▶ _TASK BRIEF_: In the data below, find every line with the string "location" and pull it out.

Stored data entries:
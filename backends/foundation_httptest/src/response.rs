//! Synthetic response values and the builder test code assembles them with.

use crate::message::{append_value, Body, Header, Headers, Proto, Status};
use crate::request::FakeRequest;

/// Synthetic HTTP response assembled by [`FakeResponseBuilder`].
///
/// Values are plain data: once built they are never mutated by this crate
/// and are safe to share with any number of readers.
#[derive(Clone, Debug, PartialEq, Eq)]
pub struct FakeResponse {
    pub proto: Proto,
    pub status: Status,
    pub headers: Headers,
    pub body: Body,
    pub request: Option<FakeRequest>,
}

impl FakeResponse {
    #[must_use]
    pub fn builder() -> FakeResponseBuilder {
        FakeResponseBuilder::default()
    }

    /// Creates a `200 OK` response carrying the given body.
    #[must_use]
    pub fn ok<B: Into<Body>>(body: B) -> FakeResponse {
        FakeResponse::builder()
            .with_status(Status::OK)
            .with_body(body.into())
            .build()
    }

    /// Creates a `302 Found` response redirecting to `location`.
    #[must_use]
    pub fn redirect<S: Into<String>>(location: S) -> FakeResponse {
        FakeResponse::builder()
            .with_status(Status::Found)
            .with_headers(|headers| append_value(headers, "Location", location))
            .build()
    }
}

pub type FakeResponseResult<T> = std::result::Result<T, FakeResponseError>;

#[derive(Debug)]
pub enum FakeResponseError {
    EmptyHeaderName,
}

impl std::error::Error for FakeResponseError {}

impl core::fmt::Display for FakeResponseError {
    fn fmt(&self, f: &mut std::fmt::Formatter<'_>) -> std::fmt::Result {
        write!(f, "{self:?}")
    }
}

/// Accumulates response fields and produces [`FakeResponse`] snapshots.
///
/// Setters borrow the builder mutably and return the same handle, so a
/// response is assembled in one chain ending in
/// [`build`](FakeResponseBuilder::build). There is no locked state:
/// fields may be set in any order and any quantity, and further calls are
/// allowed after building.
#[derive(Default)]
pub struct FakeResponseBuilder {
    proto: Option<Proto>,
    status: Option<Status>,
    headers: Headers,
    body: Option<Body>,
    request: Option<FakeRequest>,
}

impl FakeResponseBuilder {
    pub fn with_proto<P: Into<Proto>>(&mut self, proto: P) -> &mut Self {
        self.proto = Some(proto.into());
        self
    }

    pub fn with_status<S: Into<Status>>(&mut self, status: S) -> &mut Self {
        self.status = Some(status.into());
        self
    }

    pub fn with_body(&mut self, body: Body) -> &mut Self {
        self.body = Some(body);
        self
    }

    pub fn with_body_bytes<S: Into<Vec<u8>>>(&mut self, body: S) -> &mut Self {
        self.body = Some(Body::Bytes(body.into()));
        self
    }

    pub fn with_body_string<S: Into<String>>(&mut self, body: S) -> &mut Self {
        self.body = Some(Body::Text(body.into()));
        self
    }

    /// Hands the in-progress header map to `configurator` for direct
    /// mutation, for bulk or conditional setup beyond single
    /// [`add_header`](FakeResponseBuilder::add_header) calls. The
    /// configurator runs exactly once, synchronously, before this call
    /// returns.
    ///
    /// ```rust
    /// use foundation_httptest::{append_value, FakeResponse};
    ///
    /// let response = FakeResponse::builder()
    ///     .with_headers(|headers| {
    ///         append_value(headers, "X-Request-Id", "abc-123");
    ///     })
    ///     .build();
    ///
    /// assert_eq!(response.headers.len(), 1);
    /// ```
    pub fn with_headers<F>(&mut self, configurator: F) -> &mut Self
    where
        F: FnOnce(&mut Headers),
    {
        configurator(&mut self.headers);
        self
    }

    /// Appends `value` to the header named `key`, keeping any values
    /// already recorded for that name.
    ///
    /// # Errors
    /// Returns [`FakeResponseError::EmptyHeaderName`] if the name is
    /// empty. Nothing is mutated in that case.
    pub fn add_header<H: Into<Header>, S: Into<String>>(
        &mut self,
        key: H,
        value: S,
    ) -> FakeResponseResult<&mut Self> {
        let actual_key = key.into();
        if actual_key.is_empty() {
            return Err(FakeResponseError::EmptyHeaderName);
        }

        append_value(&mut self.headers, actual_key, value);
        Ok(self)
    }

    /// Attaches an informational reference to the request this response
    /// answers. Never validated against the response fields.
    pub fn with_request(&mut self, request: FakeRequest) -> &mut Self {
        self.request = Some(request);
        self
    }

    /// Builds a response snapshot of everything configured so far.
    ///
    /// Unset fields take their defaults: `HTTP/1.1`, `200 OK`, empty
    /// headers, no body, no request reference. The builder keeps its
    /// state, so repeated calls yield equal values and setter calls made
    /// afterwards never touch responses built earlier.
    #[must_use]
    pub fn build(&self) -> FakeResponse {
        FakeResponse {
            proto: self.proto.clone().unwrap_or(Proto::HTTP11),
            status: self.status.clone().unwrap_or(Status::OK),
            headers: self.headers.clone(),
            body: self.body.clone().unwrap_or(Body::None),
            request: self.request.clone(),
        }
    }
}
--
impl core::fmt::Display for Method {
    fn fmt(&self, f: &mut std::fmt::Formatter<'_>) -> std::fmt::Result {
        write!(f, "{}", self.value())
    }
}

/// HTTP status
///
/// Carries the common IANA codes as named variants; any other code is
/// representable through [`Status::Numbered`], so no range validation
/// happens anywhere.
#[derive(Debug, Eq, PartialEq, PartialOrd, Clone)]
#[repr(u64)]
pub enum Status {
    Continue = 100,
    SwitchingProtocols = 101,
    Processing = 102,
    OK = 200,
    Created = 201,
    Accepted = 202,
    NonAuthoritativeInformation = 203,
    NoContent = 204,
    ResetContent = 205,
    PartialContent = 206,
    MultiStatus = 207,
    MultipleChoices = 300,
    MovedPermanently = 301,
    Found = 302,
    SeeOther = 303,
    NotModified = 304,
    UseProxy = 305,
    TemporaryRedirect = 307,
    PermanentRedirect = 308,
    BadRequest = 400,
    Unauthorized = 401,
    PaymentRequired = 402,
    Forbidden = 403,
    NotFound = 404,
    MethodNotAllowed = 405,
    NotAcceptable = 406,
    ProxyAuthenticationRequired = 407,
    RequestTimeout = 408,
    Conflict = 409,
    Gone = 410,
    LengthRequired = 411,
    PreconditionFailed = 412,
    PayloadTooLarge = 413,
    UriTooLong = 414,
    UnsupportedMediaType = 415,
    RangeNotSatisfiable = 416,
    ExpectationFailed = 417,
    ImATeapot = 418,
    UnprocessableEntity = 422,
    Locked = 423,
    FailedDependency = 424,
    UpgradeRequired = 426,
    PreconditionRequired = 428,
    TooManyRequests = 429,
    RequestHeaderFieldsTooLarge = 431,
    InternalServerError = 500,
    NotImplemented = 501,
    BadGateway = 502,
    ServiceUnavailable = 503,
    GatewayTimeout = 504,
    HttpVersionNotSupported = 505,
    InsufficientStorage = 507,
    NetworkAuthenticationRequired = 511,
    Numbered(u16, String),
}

▶ _PROBLEM SOLUTION_:
    /// Creates a `302 Found` response redirecting to `location`.
    pub fn redirect<S: Into<String>>(location: S) -> FakeResponse {
            .with_headers(|headers| append_value(headers, "Location", location))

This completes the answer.